Take from the data every line in which the word "labels" is found.

_ _ _ _ _ _ _

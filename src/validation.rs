//! Validation utilities for zonesync
//!
//! This module validates user-supplied zone names and Cloudflare zone IDs
//! before they are used in API requests.

use anyhow::{anyhow, Result};

use crate::constants::{
    ENV_ZONE_ID, MAX_LABEL_LENGTH, MAX_NAME_LENGTH, MAX_ZONE_ID_LENGTH, MIN_ZONE_ID_LENGTH,
};

/// Validates that a string is a usable zone name
///
/// Zone names are looked up through the Cloudflare API, so they must be
/// plain hostnames:
///
/// 1. **Length**: at most 253 characters (excluding trailing dot), labels at
///    most 63 characters
/// 2. **Syntax**: dot separated, non-empty labels, no leading dot
/// 3. **Characters**: letters, digits, hyphens (not at a label boundary)
///
/// A single trailing dot (FQDN notation) is accepted and ignored.
///
/// # Examples
///
/// ```
/// use zonesync::validation::validate_zone_name;
///
/// assert!(validate_zone_name("example.com").is_ok());
/// assert!(validate_zone_name("example.com.").is_ok());
///
/// assert!(validate_zone_name("").is_err());
/// assert!(validate_zone_name("*.example.com").is_err());
/// assert!(validate_zone_name("example..com").is_err());
/// ```
pub fn validate_zone_name(zone_name: &str) -> Result<()> {
    let trimmed = zone_name.trim();
    let name = trimmed.strip_suffix('.').unwrap_or(trimmed);
    if name.is_empty() {
        return Err(anyhow!("Zone name cannot be empty"));
    }
    if name.contains(' ') {
        return Err(anyhow!("Zone name cannot contain spaces"));
    }
    if name.len() > MAX_NAME_LENGTH {
        return Err(anyhow!(
            "Zone name too long (max {} characters, got {})",
            MAX_NAME_LENGTH,
            name.len()
        ));
    }
    if name.starts_with('.') {
        return Err(anyhow!("Zone name cannot start with a dot"));
    }
    if name.contains("..") {
        return Err(anyhow!("Zone name cannot contain consecutive dots"));
    }

    for label in name.split('.') {
        if label.len() > MAX_LABEL_LENGTH {
            return Err(anyhow!(
                "Zone name label too long (max {} characters, got {})",
                MAX_LABEL_LENGTH,
                label.len()
            ));
        }
        if label.starts_with('-') || label.ends_with('-') {
            return Err(anyhow!("Zone name label cannot start or end with hyphen"));
        }
        if let Some(ch) = label.chars().find(|c| !c.is_alphanumeric() && *c != '-') {
            return Err(anyhow!(
                "Zone name contains invalid character: '{}' (allowed: letters, digits, '-')",
                ch
            ));
        }
    }

    Ok(())
}

/// Validates the format of a Cloudflare zone ID
///
/// Zone IDs are alphanumeric and typically 32 characters long.
pub fn validate_zone_id(zone_id: &str) -> Result<()> {
    if !zone_id.chars().all(|c| c.is_ascii_alphanumeric()) {
        return Err(anyhow!(
            "{} must be alphanumeric, got: {}",
            ENV_ZONE_ID,
            zone_id
        ));
    }
    if !(MIN_ZONE_ID_LENGTH..=MAX_ZONE_ID_LENGTH).contains(&zone_id.len()) {
        return Err(anyhow!(
            "{} has invalid length ({} chars, expected {}-{})",
            ENV_ZONE_ID,
            zone_id.len(),
            MIN_ZONE_ID_LENGTH,
            MAX_ZONE_ID_LENGTH
        ));
    }
    Ok(())
}
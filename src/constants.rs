//! Common constants used throughout zonesync

//==============================================================================
// Cloudflare API Constants
//==============================================================================

/// Cloudflare API base URL
pub const CLOUDFLARE_API_BASE: &str = "https://api.cloudflare.com/client/v4";

/// User agent string for Cloudflare API requests
pub const CLOUDFLARE_USER_AGENT: &str = "zonesync/1.0";

/// Page size used when listing DNS records
pub const CLOUDFLARE_PAGE_SIZE: u32 = 100;

/// TTL the Cloudflare API reports for "automatic"
pub const CLOUDFLARE_TTL_AUTO: u64 = 1;

//==============================================================================
// Zone TTL Conventions
//==============================================================================

/// Zone file TTL marking a record as proxied
pub const TTL_PROXIED: u32 = 1;

/// Zone file TTL requesting an automatic TTL
pub const TTL_AUTOMATIC: u32 = 0;

//==============================================================================
// HTTP Status Codes
//==============================================================================

/// HTTP status code for unauthorized requests (401)
pub const HTTP_STATUS_UNAUTHORIZED: u16 = 401;

/// HTTP status code for forbidden requests (403)
pub const HTTP_STATUS_FORBIDDEN: u16 = 403;

//==============================================================================
// Timeout Constants
//==============================================================================

/// Default HTTP request timeout in seconds
pub const DEFAULT_TIMEOUT_SECS: u64 = 30;

/// Minimum HTTP request timeout in seconds
pub const MIN_TIMEOUT_SECS: u64 = 1;

/// Maximum HTTP request timeout in seconds
pub const MAX_TIMEOUT_SECS: u64 = 300;

//==============================================================================
// Validation Constants
//==============================================================================

/// Minimum API token length in characters
pub const MIN_API_TOKEN_LENGTH: usize = 32;

/// Minimum zone ID length in characters
pub const MIN_ZONE_ID_LENGTH: usize = 16;

/// Maximum zone ID length in characters
pub const MAX_ZONE_ID_LENGTH: usize = 64;

/// Maximum DNS name length in characters
pub const MAX_NAME_LENGTH: usize = 253;

/// Maximum DNS label length in characters
pub const MAX_LABEL_LENGTH: usize = 63;

//==============================================================================
// Paths and Environment Variable Names
//==============================================================================

/// Config file read when `--config` is not given
pub const DEFAULT_CONFIG_PATH: &str = "/etc/zonesync/config.toml";

/// Environment variable name for Cloudflare API token
pub const ENV_API_TOKEN: &str = "CLOUDFLARE_API_TOKEN";

/// Environment variable name for Cloudflare zone ID
pub const ENV_ZONE_ID: &str = "CLOUDFLARE_ZONE_ID";

/// Environment variable name for the HTTP timeout
pub const ENV_TIMEOUT: &str = "ZONESYNC_TIMEOUT";

/// Environment variable name for verbose logging
pub const ENV_VERBOSE: &str = "ZONESYNC_VERBOSE";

_ _ _ _ _ _ _

[Solution for this problem]:
/// 1. **Length**: at most 253 characters (excluding trailing dot), labels at
/// 2. **Syntax**: dot separated, non-empty labels, no leading dot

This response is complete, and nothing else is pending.